The Value Stack and the Moat of Distribution
As software becomes easier to build, the traditional moats of code and proprietary algorithms begin to evaporate. If a model can write high-quality code for pennies, then the value of having a large engineering team decreases. This shifts the advantage toward those who control distribution. In a world where everyone can build a functional application, the winner is the person who already has the user's attention. The ability to embed intelligence into an existing workflow—where the user already lives—is far more valuable than building a standalone 'AI app' that requires a user to change their habits.
Software is becoming a commodity; distribution is becoming the ultimate moat.

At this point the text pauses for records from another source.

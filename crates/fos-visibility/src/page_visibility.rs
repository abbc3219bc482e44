//! Page-Visibility Adapter
//!
//! Wraps an optional page visibility capability (backgrounded tab, minimised
//! window). Without one, the page is assumed visible.

use std::fmt;
use std::rc::Rc;

use serde::{Deserialize, Serialize};

use crate::events::Subscription;

/// Document visibility state
#[derive(Debug, Clone, Copy, PartialEq, Eq, Serialize, Deserialize)]
#[serde(rename_all = "lowercase")]
pub enum DocumentVisibility {
    Visible,
    Hidden,
    Prerender,
}

/// Callback for visibility changes
pub type VisibilityChangeHandler = Rc<dyn Fn(DocumentVisibility)>;

/// Host capability reporting page visibility
pub trait PageVisibilityApi {
    fn visibility_state(&self) -> DocumentVisibility;

    fn on_visibility_change(&self, handler: VisibilityChangeHandler) -> Subscription;
}

/// Adapter over an optional [`PageVisibilityApi`]
#[derive(Clone, Default)]
pub struct PageVisibility {
    api: Option<Rc<dyn PageVisibilityApi>>,
}

impl PageVisibility {
    pub fn new(api: Rc<dyn PageVisibilityApi>) -> Self {
        Self { api: Some(api) }
    }

    /// Adapter for hosts without the capability
    pub fn unavailable() -> Self {
        Self { api: None }
    }

    pub fn is_available(&self) -> bool {
        self.api.is_some()
    }

    /// True unless the host reports the page as not visible
    pub fn is_page_visible(&self) -> bool {
        self.api.as_ref()
            .map(|api| api.visibility_state() == DocumentVisibility::Visible)
            .unwrap_or(true)
    }

    /// Subscribe to changes; a no-op subscription when unavailable
    pub fn on_change(&self, handler: VisibilityChangeHandler) -> Subscription {
        match &self.api {
            Some(api) => api.on_visibility_change(handler),
            None => Subscription::noop(),
        }
    }
}

impl fmt::Debug for PageVisibility {
    fn fmt(&self, f: &mut fmt::Formatter<'_>) -> fmt::Result {
        f.debug_struct("PageVisibility")
            .field("available", &self.is_available())
            .field("visible", &self.is_page_visible())
            .finish()
    }
}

We must also distinguish between the model providers and the application layer. The companies building the largest models face massive capital expenditures, while the companies using those models face the challenge of differentiation. If your product is merely a thin wrapper around an API, you have no protection against the next model update. To survive, companies must build deep integration into specific workflows that a general-purpose model cannot easily replicate through sheer scale.
- The move from general-purpose models to highly specific vertical agents
- The decline of the 'wrapper' startup and the rise of the distribution giant
- The shift in focus from 'how much can AI do' to 'which tasks are worth automating'
The most important question for any professional today is not whether AI will replace them, but how their work is structured. We need to stop thinking about 'jobs' as monolithic entities and start seeing them as collections of tasks. Some tasks will be automated, some will be augmented, and some will become more valuable because they require human judgment to oversee the automated output. The goal is to identify the tasks that provide the highest leverage and ensure you are the one directing the machine, rather than being the one replaced by it.
In an era of cheap intelligence, value moves from the ability to build to the ability to distribute and direct.